# RIP Ray Thomas of the Moody Blues



## regenmusic (Oct 23, 2014)

A major part of a wonderful band. RIP.


----------



## Merl (Jul 28, 2016)

My dad's favourite band. On the Threshold of a Dream is imprinted in my memory.


----------



## Triplets (Sep 4, 2014)

Legend of A Mind


----------



## elgar's ghost (Aug 8, 2010)

Sad not just to hear he died but also his having to endure poor health for as long as he did. He was born only a few miles away from where I'm from. RIP RT.


----------



## Itullian (Aug 27, 2011)

Thanks for the music Ray.:tiphat: :angel:


----------



## starthrower (Dec 11, 2010)

Always loved his bloody English vocals.

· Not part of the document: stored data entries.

use glam::{Mat4, Vec2, Vec3, Vec4};

use crate::constants::*;

/// Perspective camera looking at the origin.
#[derive(Clone, Copy, Debug, PartialEq)]
pub struct Camera {
    pub eye: Vec3,
    pub target: Vec3,
    pub up: Vec3,
    pub aspect: f32,
    pub fovy_radians: f32,
    pub znear: f32,
    pub zfar: f32,
}

/// A point projected onto the canvas.
#[derive(Clone, Copy, Debug, PartialEq)]
pub struct ScreenPoint {
    /// Canvas pixel position, origin top-left.
    pub px: Vec2,
    /// Pixels per world unit at that depth, for sizing sprites.
    pub px_per_unit: f32,
    /// Eye-space distance, larger is further away.
    pub depth: f32,
}

impl Camera {
    fn preset(eye: [f32; 3], fov_deg: f32, aspect: f32) -> Self {
        Self {
            eye: Vec3::from_array(eye),
            target: Vec3::ZERO,
            up: Vec3::Y,
            aspect,
            fovy_radians: fov_deg.to_radians(),
            znear: CAMERA_NEAR,
            zfar: CAMERA_FAR,
        }
    }

    pub fn particles(aspect: f32) -> Self {
        Self::preset(PARTICLE_CAMERA_EYE, PARTICLE_CAMERA_FOV_DEG, aspect)
    }

    pub fn orbit(aspect: f32) -> Self {
        Self::preset(ORBIT_CAMERA_EYE, ORBIT_CAMERA_FOV_DEG, aspect)
    }

    pub fn timeline(aspect: f32) -> Self {
        Self::preset(TIMELINE_CAMERA_EYE, TIMELINE_CAMERA_FOV_DEG, aspect)
    }

    /// Compute the clip-space projection matrix.
    pub fn projection_matrix(&self) -> Mat4 {
        Mat4::perspective_rh(self.fovy_radians, self.aspect, self.znear, self.zfar)
    }

    /// Compute the view matrix that transforms world to view space.
    pub fn view_matrix(&self) -> Mat4 {
        Mat4::look_at_rh(self.eye, self.target, self.up)
    }

    pub fn view_projection(&self) -> Mat4 {
        self.projection_matrix() * self.view_matrix()
    }

    /// Project a world point onto a `width` x `height` canvas.
    ///
    /// Returns `None` for points behind the near plane.
    pub fn project(&self, world: Vec3, width: f32, height: f32) -> Option<ScreenPoint> {
        let view = self.view_matrix().transform_point3(world);
        let depth = -view.z;
        if depth <= self.znear {
            return None;
        }
        let clip = self.projection_matrix() * view.extend(1.0);
        let ndc = clip.truncate() / clip.w;
        let px = Vec2::new((ndc.x + 1.0) * 0.5 * width, (1.0 - ndc.y) * 0.5 * height);
        let px_per_unit = height * 0.5 / ((self.fovy_radians * 0.5).tan() * depth);
        Some(ScreenPoint {
            px,
            px_per_unit,
            depth,
        })
    }

    /// World-space ray through canvas pixel `(sx, sy)`.
    ///
    /// Returns `(ray_origin, ray_direction)`.
    pub fn screen_ray(&self, sx: f32, sy: f32, width: f32, height: f32) -> (Vec3, Vec3) {
        let ndc_x = (2.0 * sx / width.max(1.0)) - 1.0;
        let ndc_y = 1.0 - (2.0 * sy / height.max(1.0));
        let inv = self.view_projection().inverse();
        let p_far = inv * Vec4::new(ndc_x, ndc_y, 1.0, 1.0);
        let p1: Vec3 = p_far.truncate() / p_far.w;
        let rd = (p1 - self.eye).normalize_or_zero();
        (self.eye, rd)
    }
}

/// Distance along the ray to the first hit on the sphere, if any.
#[inline]
pub fn ray_sphere(ray_origin: Vec3, ray_dir: Vec3, center: Vec3, radius: f32) -> Option<f32> {
    let oc = ray_origin - center;
    let b = oc.dot(ray_dir);
    let c = oc.dot(oc) - radius * radius;
    let disc = b * b - c;
    if disc < 0.0 {
        return None;
    }
    let t = -b - disc.sqrt();
    (t >= 0.0).then_some(t)
}

/// Index of the nearest sphere the ray hits.
pub fn pick_nearest<I>(ray_origin: Vec3, ray_dir: Vec3, spheres: I) -> Option<usize>
where
    I: IntoIterator<Item = (Vec3, f32)>,
{
    spheres
        .into_iter()
        .enumerate()
        .filter_map(|(i, (center, radius))| {
            ray_sphere(ray_origin, ray_dir, center, radius).map(|t| (i, t))
        })
        .min_by(|a, b| a.1.total_cmp(&b.1))
        .map(|(i, _)| i)
}

#[cfg(test)]
mod tests {
    use super::*;

    #[test]
    fn origin_projects_to_canvas_center() {
        let cam = Camera::orbit(1.0);
        let p = cam.project(Vec3::ZERO, 300.0, 300.0).unwrap();
        assert!((p.px - Vec2::new(150.0, 150.0)).length() < 1e-3);
        assert!((p.depth - 8.0).abs() < 1e-4);
    }

    #[test]
    fn points_behind_camera_are_culled() {
        let cam = Camera::particles(1.0);
        assert!(cam.project(Vec3::new(0.0, 0.0, 10.0), 100.0, 100.0).is_none());
    }

    #[test]
    fn center_ray_hits_origin_sphere() {
        let cam = Camera::orbit(1.0);
        let (ro, rd) = cam.screen_ray(150.0, 150.0, 300.0, 300.0);
        let t = ray_sphere(ro, rd, Vec3::ZERO, 0.8).unwrap();
        assert!((t - 7.2).abs() < 1e-3);
    }

    #[test]
    fn picking_prefers_the_closer_sphere() {
        let ro = Vec3::new(0.0, 0.0, 8.0);
        let rd = Vec3::NEG_Z;
        let hit = pick_nearest(
            ro,
            rd,
            [(Vec3::new(0.0, 0.0, -2.0), 0.8), (Vec3::new(0.0, 0.0, 2.0), 0.8)],
        );
        assert_eq!(hit, Some(1));
        assert_eq!(pick_nearest(ro, Vec3::X, [(Vec3::ZERO, 0.8)]), None);
    }
}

To Our Children's Children's Children is a favorite.


----------



## The Deacon (Jan 14, 2018)

Thomas was one of the founders (along with Mike Pinder), but I do not see him as being essential to the group.

I compare him to Paul McCartney - he composed mainly "granny music" tracks - stuff (with the exception of one or two like "Legend Of A Mind" ) that would be comfortable in over-sweet 1950's music, for crissakes.

His two solo lps were pretty weak as well - although I DO like "I Wish I Could Fly" off the "Mighty Oaks" lp.


----------